START Input material

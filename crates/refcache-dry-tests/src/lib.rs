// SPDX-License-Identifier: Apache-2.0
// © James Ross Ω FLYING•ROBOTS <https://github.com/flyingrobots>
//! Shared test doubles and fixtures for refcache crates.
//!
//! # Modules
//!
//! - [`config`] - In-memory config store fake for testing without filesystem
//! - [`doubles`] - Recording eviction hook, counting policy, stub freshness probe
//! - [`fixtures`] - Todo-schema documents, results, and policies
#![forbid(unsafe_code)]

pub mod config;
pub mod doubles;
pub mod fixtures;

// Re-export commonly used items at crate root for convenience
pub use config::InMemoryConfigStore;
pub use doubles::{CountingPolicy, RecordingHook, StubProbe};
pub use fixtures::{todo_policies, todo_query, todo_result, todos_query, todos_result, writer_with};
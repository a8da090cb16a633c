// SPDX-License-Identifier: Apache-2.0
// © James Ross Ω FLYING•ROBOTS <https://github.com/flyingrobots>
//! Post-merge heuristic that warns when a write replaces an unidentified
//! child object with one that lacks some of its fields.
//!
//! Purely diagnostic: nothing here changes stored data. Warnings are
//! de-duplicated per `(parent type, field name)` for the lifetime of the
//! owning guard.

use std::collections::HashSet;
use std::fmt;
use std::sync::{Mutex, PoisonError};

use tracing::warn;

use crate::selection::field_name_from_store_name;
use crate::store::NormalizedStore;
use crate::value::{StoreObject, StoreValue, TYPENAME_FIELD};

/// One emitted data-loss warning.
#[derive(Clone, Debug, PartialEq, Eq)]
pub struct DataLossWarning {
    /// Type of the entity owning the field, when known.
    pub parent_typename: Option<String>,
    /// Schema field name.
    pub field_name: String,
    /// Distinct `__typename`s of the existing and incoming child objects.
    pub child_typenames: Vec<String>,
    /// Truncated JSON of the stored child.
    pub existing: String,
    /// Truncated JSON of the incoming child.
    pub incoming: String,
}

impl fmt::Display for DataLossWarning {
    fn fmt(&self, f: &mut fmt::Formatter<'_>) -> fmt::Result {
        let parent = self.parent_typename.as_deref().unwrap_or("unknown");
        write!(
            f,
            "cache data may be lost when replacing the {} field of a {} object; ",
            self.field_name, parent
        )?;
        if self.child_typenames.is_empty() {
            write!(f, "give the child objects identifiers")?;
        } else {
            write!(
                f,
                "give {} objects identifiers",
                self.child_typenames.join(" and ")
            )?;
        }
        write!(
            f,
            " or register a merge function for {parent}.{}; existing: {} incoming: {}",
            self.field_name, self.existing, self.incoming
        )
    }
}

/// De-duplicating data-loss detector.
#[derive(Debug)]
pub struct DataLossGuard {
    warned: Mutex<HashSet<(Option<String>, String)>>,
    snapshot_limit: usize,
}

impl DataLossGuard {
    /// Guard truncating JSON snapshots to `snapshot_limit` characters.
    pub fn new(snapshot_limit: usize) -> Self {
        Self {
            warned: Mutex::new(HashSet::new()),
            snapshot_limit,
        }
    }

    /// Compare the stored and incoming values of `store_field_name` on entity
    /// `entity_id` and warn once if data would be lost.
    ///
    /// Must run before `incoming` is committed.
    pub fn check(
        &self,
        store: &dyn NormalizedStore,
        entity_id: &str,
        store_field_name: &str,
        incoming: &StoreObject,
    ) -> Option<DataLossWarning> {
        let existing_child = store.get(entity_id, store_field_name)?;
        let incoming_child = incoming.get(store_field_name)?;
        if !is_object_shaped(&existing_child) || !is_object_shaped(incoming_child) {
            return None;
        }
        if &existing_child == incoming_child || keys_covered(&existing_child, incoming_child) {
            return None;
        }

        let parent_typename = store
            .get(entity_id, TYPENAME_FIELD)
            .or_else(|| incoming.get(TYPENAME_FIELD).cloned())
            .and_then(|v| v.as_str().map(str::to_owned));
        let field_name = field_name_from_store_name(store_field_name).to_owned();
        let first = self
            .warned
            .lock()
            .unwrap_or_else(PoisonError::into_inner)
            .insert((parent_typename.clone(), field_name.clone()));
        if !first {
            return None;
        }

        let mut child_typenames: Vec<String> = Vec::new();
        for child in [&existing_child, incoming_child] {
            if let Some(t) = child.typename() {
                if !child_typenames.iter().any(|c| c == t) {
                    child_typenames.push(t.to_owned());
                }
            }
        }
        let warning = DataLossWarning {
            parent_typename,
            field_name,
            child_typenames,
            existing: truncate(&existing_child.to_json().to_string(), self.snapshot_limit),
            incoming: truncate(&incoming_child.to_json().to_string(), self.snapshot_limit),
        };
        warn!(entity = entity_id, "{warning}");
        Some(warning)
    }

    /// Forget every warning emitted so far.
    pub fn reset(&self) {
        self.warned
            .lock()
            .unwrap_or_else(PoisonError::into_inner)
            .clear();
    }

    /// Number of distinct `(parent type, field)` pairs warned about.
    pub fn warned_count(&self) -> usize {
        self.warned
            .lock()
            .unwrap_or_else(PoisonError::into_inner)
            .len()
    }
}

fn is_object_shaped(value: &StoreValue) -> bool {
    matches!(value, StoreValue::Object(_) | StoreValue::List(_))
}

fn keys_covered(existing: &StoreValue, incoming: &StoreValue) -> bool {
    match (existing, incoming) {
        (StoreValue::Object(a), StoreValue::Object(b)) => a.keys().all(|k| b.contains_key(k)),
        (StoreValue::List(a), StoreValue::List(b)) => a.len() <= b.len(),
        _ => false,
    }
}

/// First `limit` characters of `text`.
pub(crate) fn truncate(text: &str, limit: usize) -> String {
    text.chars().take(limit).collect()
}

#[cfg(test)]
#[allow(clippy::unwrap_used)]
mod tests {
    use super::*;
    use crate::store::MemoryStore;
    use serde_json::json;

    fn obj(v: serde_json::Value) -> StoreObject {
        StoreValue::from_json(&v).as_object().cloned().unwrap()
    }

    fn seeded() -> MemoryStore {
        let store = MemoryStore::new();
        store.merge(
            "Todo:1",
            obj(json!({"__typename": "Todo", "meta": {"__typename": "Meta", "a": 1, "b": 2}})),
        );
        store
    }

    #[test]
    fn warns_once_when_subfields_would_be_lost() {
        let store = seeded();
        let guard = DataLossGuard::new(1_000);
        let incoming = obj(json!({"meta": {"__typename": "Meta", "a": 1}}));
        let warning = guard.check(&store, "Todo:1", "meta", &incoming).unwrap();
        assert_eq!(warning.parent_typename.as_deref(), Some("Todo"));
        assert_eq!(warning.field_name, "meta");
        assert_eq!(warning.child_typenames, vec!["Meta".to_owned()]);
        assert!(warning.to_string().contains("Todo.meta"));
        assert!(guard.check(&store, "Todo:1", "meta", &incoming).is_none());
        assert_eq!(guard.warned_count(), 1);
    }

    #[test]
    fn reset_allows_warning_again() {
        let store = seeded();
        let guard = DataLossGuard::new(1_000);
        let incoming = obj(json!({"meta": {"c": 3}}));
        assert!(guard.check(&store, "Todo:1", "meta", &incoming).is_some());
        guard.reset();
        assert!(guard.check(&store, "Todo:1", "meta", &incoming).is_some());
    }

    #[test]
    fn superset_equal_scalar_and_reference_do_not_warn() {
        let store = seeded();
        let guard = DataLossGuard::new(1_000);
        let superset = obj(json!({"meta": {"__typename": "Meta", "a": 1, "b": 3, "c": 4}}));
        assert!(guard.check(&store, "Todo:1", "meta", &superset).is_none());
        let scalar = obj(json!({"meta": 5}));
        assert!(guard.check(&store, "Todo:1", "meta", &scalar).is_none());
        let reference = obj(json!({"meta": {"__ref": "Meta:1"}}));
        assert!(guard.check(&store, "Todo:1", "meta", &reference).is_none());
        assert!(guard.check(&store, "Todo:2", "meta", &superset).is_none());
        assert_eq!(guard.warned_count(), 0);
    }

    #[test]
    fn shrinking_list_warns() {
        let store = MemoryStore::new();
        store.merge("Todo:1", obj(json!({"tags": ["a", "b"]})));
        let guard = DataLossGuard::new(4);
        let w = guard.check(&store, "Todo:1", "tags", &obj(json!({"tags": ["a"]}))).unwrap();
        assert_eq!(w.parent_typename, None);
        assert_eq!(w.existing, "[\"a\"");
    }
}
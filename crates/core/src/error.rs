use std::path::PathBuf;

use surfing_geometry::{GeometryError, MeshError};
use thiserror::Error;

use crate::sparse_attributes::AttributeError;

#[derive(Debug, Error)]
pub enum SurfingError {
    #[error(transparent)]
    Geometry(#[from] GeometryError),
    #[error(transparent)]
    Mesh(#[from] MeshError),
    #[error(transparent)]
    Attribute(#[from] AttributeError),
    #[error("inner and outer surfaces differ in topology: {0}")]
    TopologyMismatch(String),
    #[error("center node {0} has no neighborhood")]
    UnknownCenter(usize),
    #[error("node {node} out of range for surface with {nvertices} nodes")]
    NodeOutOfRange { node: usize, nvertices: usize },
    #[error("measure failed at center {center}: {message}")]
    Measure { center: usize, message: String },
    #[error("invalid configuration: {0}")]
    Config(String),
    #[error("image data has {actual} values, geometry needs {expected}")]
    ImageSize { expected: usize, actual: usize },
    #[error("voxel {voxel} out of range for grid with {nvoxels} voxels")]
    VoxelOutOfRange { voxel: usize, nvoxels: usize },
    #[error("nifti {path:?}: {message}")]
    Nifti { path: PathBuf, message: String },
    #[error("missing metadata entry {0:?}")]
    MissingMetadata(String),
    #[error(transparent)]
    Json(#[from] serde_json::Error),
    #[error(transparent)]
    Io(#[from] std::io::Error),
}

END Input material
START Input material

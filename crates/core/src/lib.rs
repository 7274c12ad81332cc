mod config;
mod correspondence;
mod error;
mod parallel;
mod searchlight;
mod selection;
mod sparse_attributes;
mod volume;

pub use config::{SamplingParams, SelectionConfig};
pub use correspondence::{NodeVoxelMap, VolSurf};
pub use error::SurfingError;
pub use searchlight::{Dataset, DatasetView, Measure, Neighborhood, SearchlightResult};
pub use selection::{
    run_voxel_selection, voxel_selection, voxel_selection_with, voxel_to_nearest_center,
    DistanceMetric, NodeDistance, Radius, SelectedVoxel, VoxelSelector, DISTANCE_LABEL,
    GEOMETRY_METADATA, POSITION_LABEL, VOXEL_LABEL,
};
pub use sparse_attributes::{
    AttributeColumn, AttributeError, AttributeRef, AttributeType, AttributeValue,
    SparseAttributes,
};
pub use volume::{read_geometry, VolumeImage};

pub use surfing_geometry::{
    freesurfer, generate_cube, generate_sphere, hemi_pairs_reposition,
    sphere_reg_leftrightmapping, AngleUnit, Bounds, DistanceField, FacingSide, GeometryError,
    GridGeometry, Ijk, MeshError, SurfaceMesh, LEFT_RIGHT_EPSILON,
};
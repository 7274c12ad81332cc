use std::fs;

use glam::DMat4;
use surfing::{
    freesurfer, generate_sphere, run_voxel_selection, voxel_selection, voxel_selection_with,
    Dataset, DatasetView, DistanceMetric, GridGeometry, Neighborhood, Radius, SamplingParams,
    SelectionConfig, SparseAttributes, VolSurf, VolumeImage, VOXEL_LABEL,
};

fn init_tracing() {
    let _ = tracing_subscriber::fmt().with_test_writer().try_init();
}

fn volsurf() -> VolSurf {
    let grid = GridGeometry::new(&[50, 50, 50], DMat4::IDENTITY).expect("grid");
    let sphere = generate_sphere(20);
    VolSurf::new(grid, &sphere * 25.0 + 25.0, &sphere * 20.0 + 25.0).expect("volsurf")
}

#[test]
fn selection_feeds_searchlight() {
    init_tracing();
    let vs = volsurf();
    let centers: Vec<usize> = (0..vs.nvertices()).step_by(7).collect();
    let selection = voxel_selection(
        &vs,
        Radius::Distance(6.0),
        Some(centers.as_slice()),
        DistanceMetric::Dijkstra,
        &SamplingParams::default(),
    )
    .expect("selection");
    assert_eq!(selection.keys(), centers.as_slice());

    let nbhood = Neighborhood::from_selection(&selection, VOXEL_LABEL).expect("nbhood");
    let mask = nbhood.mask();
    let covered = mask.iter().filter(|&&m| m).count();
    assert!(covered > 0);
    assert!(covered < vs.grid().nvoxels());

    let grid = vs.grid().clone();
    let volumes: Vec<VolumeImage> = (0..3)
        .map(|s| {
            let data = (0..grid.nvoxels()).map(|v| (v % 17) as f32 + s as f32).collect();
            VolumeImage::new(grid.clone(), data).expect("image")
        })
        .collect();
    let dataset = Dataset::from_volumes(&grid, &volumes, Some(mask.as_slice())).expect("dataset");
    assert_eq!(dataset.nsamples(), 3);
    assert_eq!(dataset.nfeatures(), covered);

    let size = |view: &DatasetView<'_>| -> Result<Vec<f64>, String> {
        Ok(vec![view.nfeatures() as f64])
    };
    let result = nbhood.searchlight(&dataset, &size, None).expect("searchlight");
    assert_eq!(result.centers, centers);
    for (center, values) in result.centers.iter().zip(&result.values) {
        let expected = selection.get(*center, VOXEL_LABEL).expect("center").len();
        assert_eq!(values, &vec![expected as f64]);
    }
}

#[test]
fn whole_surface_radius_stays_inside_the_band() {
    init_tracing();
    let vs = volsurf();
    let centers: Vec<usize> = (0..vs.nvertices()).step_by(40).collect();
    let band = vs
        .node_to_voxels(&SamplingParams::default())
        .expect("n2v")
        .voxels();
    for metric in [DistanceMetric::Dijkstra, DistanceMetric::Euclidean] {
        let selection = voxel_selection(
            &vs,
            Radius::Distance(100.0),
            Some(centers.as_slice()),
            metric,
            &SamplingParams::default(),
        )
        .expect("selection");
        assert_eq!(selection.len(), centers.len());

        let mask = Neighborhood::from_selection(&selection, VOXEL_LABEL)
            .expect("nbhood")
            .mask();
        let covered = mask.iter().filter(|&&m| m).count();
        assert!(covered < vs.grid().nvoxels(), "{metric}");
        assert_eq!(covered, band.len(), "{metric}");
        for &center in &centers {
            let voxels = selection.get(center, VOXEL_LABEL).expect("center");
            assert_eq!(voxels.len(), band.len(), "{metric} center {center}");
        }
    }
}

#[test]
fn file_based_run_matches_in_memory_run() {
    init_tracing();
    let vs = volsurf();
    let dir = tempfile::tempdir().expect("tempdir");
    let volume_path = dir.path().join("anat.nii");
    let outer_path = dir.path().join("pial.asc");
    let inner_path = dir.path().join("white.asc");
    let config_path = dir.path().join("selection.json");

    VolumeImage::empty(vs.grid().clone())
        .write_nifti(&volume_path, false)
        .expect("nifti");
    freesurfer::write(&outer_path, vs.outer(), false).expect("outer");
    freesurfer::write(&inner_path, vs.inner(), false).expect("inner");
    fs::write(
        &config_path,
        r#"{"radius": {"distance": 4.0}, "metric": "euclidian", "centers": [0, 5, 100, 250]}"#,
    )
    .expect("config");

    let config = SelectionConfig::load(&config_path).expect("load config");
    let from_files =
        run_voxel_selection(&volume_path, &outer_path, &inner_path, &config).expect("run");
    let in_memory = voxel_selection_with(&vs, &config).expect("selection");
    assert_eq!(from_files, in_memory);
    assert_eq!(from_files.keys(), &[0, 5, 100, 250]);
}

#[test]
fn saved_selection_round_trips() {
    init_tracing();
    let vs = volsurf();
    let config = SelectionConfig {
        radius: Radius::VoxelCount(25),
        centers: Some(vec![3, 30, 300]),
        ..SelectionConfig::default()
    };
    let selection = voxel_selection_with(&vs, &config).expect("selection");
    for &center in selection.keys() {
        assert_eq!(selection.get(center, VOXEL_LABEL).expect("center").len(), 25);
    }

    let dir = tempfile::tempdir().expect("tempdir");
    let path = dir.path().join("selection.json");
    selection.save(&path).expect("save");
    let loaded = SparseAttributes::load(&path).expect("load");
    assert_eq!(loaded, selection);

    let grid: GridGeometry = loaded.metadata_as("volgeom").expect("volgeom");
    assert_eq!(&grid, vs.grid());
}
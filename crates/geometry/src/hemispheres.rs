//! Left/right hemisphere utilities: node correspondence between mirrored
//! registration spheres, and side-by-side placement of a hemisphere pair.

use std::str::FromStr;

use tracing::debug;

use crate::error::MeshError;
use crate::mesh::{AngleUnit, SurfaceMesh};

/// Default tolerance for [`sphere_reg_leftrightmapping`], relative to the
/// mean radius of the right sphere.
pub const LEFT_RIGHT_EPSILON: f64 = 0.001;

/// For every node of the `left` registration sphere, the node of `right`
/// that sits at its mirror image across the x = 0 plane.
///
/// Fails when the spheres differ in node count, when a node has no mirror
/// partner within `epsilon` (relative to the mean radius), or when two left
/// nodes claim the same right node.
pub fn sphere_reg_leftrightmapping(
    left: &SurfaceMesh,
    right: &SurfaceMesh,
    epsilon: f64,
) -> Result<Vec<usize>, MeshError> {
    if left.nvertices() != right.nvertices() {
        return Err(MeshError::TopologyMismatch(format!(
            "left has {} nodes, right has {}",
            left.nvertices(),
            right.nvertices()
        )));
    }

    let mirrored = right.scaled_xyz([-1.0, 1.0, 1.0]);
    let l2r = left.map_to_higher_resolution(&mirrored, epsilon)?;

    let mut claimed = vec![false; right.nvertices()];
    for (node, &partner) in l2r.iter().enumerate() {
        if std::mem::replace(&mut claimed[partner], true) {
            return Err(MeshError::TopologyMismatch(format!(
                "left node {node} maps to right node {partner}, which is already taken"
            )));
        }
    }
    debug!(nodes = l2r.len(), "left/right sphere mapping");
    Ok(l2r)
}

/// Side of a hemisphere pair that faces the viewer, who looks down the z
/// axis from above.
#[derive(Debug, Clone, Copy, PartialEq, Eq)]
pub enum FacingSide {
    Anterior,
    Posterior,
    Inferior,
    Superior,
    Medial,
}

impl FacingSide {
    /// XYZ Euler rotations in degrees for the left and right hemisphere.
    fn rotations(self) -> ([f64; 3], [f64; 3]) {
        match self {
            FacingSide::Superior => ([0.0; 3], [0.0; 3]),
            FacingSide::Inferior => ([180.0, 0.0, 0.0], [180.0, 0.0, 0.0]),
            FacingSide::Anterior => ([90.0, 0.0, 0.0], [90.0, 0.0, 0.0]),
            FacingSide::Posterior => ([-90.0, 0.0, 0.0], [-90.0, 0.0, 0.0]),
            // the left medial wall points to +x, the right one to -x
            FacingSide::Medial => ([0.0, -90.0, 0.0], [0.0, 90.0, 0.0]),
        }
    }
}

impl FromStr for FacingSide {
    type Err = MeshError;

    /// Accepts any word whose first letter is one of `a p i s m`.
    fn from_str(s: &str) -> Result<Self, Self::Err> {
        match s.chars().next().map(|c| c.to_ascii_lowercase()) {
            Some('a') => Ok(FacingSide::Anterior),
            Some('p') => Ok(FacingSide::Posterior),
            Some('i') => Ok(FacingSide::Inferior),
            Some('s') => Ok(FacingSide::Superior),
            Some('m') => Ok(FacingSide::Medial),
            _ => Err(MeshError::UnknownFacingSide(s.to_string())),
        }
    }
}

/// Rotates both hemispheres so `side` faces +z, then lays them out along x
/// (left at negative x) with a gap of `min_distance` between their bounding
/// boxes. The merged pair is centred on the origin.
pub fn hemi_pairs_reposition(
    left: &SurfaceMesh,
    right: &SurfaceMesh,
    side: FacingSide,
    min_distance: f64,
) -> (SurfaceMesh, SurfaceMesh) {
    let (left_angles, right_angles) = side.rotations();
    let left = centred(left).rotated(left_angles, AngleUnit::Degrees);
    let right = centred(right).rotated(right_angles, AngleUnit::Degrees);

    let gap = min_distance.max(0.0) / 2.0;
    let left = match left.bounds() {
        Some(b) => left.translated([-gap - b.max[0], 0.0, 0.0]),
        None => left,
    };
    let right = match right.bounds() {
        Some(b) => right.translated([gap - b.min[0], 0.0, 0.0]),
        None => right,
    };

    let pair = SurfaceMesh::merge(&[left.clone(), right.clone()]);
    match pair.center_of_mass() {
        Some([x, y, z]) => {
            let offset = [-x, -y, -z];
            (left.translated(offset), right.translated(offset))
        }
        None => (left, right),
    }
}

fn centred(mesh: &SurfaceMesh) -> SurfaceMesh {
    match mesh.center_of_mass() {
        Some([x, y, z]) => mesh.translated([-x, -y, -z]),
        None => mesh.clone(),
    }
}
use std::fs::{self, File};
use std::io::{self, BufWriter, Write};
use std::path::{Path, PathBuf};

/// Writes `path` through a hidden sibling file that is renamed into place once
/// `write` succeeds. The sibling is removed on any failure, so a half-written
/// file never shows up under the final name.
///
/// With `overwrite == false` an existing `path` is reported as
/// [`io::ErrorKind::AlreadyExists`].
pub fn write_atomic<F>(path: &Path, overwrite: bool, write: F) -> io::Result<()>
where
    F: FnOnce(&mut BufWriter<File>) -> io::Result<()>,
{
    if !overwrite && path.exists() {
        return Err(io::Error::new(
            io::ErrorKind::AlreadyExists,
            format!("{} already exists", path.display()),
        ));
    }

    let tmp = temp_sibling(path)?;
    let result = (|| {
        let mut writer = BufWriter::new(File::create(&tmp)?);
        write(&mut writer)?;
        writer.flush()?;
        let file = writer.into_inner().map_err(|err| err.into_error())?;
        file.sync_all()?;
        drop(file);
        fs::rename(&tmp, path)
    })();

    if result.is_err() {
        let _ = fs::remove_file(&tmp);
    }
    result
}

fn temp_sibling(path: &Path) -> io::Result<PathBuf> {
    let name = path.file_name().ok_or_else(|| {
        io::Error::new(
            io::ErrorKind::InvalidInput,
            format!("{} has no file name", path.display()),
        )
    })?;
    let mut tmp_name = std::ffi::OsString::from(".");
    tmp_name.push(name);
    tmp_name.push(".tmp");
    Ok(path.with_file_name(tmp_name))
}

END Input material

*Exercise aim:* Read through the data above. Report each line that has the word "Anterior".

*Solution for this problem:*
    Anterior,
            FacingSide::Anterior => ([90.0, 0.0, 0.0], [90.0, 0.0, 0.0]),
            Some('a') => Ok(FacingSide::Anterior),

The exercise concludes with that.